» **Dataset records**
++++++++
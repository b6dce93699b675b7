use chrono::{DateTime, Utc};
use rand::RngCore;

use crate::domain::Money;
use crate::domain::account::UserId;

pub type DealId = String;

/// Deal identifiers double as bearer capabilities: anyone holding one may
/// attempt acceptance. 48 random bits keep guessing impractical.
pub fn generate_deal_id() -> DealId {
    let mut bytes = [0u8; 6];
    rand::thread_rng().fill_bytes(&mut bytes);
    hex::encode_upper(bytes)
}

#[derive(Debug, Clone, Copy, PartialEq, Eq)]
pub enum DealStatus {
    Created,
    InProgress,
    Completed,
    Cancelled,
}

impl DealStatus {
    pub fn is_terminal(&self) -> bool {
        matches!(self, DealStatus::Completed | DealStatus::Cancelled)
    }
}

impl core::fmt::Display for DealStatus {
    fn fmt(&self, f: &mut core::fmt::Formatter<'_>) -> core::fmt::Result {
        f.write_str(match self {
            DealStatus::Created => "created",
            DealStatus::InProgress => "in_progress",
            DealStatus::Completed => "completed",
            DealStatus::Cancelled => "cancelled",
        })
    }
}

/// Escrow record. The amount is debited from the buyer at creation and held
/// by the deal until settlement; deals are kept forever as an audit trail.
#[derive(Debug, Clone)]
pub struct Deal {
    pub deal_id: DealId,
    pub buyer_id: UserId,
    pub seller_id: Option<UserId>,
    pub amount: Money,
    pub description: String,
    pub status: DealStatus,
    pub created_at: DateTime<Utc>,
}

impl Deal {
    pub fn new(buyer_id: UserId, amount: Money, description: &str) -> Self {
        Self {
            deal_id: generate_deal_id(),
            buyer_id,
            seller_id: None,
            amount,
            description: description.to_owned(),
            status: DealStatus::Created,
            created_at: Utc::now(),
        }
    }
}

#[cfg(test)]
mod tests {
    use super::{DealStatus, generate_deal_id};

    #[test]
    fn generated_ids_are_twelve_uppercase_hex_chars() {
        let id = generate_deal_id();
        assert_eq!(id.len(), 12);
        assert!(id.chars().all(|c| c.is_ascii_hexdigit() && !c.is_ascii_lowercase()));
    }

    #[test]
    fn terminal_states() {
        assert!(!DealStatus::Created.is_terminal());
        assert!(!DealStatus::InProgress.is_terminal());
        assert!(DealStatus::Completed.is_terminal());
        assert!(DealStatus::Cancelled.is_terminal());
    }
}
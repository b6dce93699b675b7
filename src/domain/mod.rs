pub mod account;
pub mod command;
pub mod deal;
pub mod error;
pub mod money;
pub mod traits;

pub use account::{Account, UserId};
pub use command::{Command, CommandKind};
pub use deal::{Deal, DealId, DealStatus};
pub use error::Error;
pub use money::Money;
pub use traits::{CommandStream, DeadLetterQueue, EscrowStore, Notification, Notifier};
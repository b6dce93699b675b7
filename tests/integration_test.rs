use std::io::Write;

use assert_cmd::Command;
use predicates as pred;
use predicates::prelude::PredicateBooleanExt;
use tempfile::NamedTempFile;

#[test]
fn end_to_end_settles_and_refunds() {
    // Script: user 1 is funded with 1000, opens a 400 deal that user 2
    // accepts and user 1 confirms, then opens and cancels a 100 deal.
    // The remaining rows must all be rejected without touching state.
    let mut file = NamedTempFile::new().expect("create temp file");
    writeln!(
        file,
        "op, actor, deal, amount, description, secret\n\
    credit, 1, , 1000.0, , sesame\n\
    open, 1, widget, 400.0, widget,\n\
    accept, 2, widget, , ,\n\
    complete, 1, widget, , ,\n\
    open, 1, gadget, 100.0, gadget,\n\
    cancel, 1, gadget, , ,\n\
    accept, 3, widget, , ,\n\
    open, 1, yacht, 9000.0, yacht,\n\
    credit, 2, , 50.0, , wrong\n\
    bogus, 1, , ,"
    )
    .unwrap();

    let exe = env!("CARGO_BIN_EXE_escrow_engine");
    let mut cmd = Command::new(exe);
    cmd.arg(file.path()).env("ESCROW_ADMIN_SECRET", "sesame");

    cmd.assert()
        .success()
        .stdout(pred::str::contains("user,balance"))
        .stdout(pred::str::contains("1,600.0000"))
        .stdout(pred::str::contains("2,400.0000"))
        .stdout(pred::str::contains(",1,2,400.0000,completed,widget"))
        .stdout(pred::str::contains(",1,,100.0000,cancelled,gadget"))
        .stderr(pred::str::contains("rejected:"));
}

#[test]
fn credit_is_rejected_without_configured_secret() {
    let mut file = NamedTempFile::new().expect("create temp file");
    writeln!(
        file,
        "op, actor, deal, amount, description, secret\n\
    credit, 1, , 1000.0, , sesame"
    )
    .unwrap();

    let exe = env!("CARGO_BIN_EXE_escrow_engine");
    let mut cmd = Command::new(exe);
    cmd.arg(file.path()).env_remove("ESCROW_ADMIN_SECRET");

    cmd.assert()
        .success()
        .stdout(pred::str::contains("user,balance"))
        .stdout(pred::str::contains("1,").not())
        .stderr(pred::str::contains("rejected: operation forbidden for user 1"));
}
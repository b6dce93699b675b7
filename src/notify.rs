use crate::domain::{Error, Notification, Notifier, UserId};

/// Stand-in for a chat delivery channel; writes the event to the log.
#[derive(Default, Debug)]
pub struct LogNotifier {}

impl Notifier for LogNotifier {
    fn notify(&self, recipient: UserId, note: &Notification) -> Result<(), Error> {
        tracing::info!(recipient, ?note, "notify");
        Ok(())
    }
}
++++++++
» **WORK TO BE COMPLETED**
Type the data again exactly. Leave nothing out.

» **RESPONSE AREA**
repository b6dce93699b675b7
use chrono::{DateTime, Utc};
use rand::RngCore;

use crate::domain::Money;
use crate::domain::account::UserId;

pub type DealId = String;

/// Deal identifiers double as bearer capabilities: anyone holding one may
/// attempt acceptance. 48 random bits keep guessing impractical.
pub fn generate_deal_id() -> DealId {
    let mut bytes = [0u8; 6];
    rand::thread_rng().fill_bytes(&mut bytes);
    hex::encode_upper(bytes)
}

#[derive(Debug, Clone, Copy, PartialEq, Eq)]
pub enum DealStatus {
    Created,
    InProgress,
    Completed,
    Cancelled,
}

impl DealStatus {
    pub fn is_terminal(&self) -> bool {
        matches!(self, DealStatus::Completed | DealStatus::Cancelled)
    }
}

impl core::fmt::Display for DealStatus {
    fn fmt(&self, f: &mut core::fmt::Formatter<'_>) -> core::fmt::Result {
        f.write_str(match self {
            DealStatus::Created => "created",
            DealStatus::InProgress => "in_progress",
            DealStatus::Completed => "completed",
            DealStatus::Cancelled => "cancelled",
        })
    }
}

/// Escrow record. The amount is debited from the buyer at creation and held
/// by the deal until settlement; deals are kept forever as an audit trail.
#[derive(Debug, Clone)]
pub struct Deal {
    pub deal_id: DealId,
    pub buyer_id: UserId,
    pub seller_id: Option<UserId>,
    pub amount: Money,
    pub description: String,
    pub status: DealStatus,
    pub created_at: DateTime<Utc>,
}

impl Deal {
    pub fn new(buyer_id: UserId, amount: Money, description: &str) -> Self {
        Self {
            deal_id: generate_deal_id(),
            buyer_id,
            seller_id: None,
            amount,
            description: description.to_owned(),
            status: DealStatus::Created,
            created_at: Utc::now(),
        }
    }
}

#[cfg(test)]
mod tests {
    use super::{DealStatus, generate_deal_id};

    #[test]
    fn generated_ids_are_twelve_uppercase_hex_chars() {
        let id = generate_deal_id();
        assert_eq!(id.len(), 12);
        assert!(id.chars().all(|c| c.is_ascii_hexdigit() && !c.is_ascii_lowercase()));
    }

    #[test]
    fn terminal_states() {
        assert!(!DealStatus::Created.is_terminal());
        assert!(!DealStatus::InProgress.is_terminal());
        assert!(DealStatus::Completed.is_terminal());
        assert!(DealStatus::Cancelled.is_terminal());
    }
}
repository b6dce93699b675b7
filename src/domain/mod.rs
pub mod account;
pub mod command;
pub mod deal;
pub mod error;
pub mod money;
pub mod traits;

pub use account::{Account, UserId};
pub use command::{Command, CommandKind};
pub use deal::{Deal, DealId, DealStatus};
pub use error::Error;
pub use money::Money;
pub use traits::{CommandStream, DeadLetterQueue, EscrowStore, Notification, Notifier};
repository b6dce93699b675b7
filename tests/integration_test.rs
use std::io::Write;

use assert_cmd::Command;
use predicates as pred;
use predicates::prelude::PredicateBooleanExt;
use tempfile::NamedTempFile;

#[test]
fn end_to_end_settles_and_refunds() {
    // Script: user 1 is funded with 1000, opens a 400 deal that user 2
    // accepts and user 1 confirms, then opens and cancels a 100 deal.
    // The remaining rows must all be rejected without touching state.
    let mut file = NamedTempFile::new().expect("create temp file");
    writeln!(
        file,
        "op, actor, deal, amount, description, secret\n\
    credit, 1, , 1000.0, , sesame\n\
    open, 1, widget, 400.0, widget,\n\
    accept, 2, widget, , ,\n\
    complete, 1, widget, , ,\n\
    open, 1, gadget, 100.0, gadget,\n\
    cancel, 1, gadget, , ,\n\
    accept, 3, widget, , ,\n\
    open, 1, yacht, 9000.0, yacht,\n\
    credit, 2, , 50.0, , wrong\n\
    bogus, 1, , ,"
    )
    .unwrap();

    let exe = env!("CARGO_BIN_EXE_escrow_engine");
    let mut cmd = Command::new(exe);
    cmd.arg(file.path()).env("ESCROW_ADMIN_SECRET", "sesame");

    cmd.assert()
        .success()
        .stdout(pred::str::contains("user,balance"))
        .stdout(pred::str::contains("1,600.0000"))
        .stdout(pred::str::contains("2,400.0000"))
        .stdout(pred::str::contains(",1,2,400.0000,completed,widget"))
        .stdout(pred::str::contains(",1,,100.0000,cancelled,gadget"))
        .stderr(pred::str::contains("rejected:"));
}

#[test]
fn credit_is_rejected_without_configured_secret() {
    let mut file = NamedTempFile::new().expect("create temp file");
    writeln!(
        file,
        "op, actor, deal, amount, description, secret\n\
    credit, 1, , 1000.0, , sesame"
    )
    .unwrap();

    let exe = env!("CARGO_BIN_EXE_escrow_engine");
    let mut cmd = Command::new(exe);
    cmd.arg(file.path()).env_remove("ESCROW_ADMIN_SECRET");

    cmd.assert()
        .success()
        .stdout(pred::str::contains("user,balance"))
        .stdout(pred::str::contains("1,").not())
        .stderr(pred::str::contains("rejected: operation forbidden for user 1"));
}
repository b6dce93699b675b7
filename src/notify.rs
use crate::domain::{Error, Notification, Notifier, UserId};

/// Stand-in for a chat delivery channel; writes the event to the log.
#[derive(Default, Debug)]
pub struct LogNotifier {}

impl Notifier for LogNotifier {
    fn notify(&self, recipient: UserId, note: &Notification) -> Result<(), Error> {
        tracing::info!(recipient, ?note, "notify");
        Ok(())
    }
}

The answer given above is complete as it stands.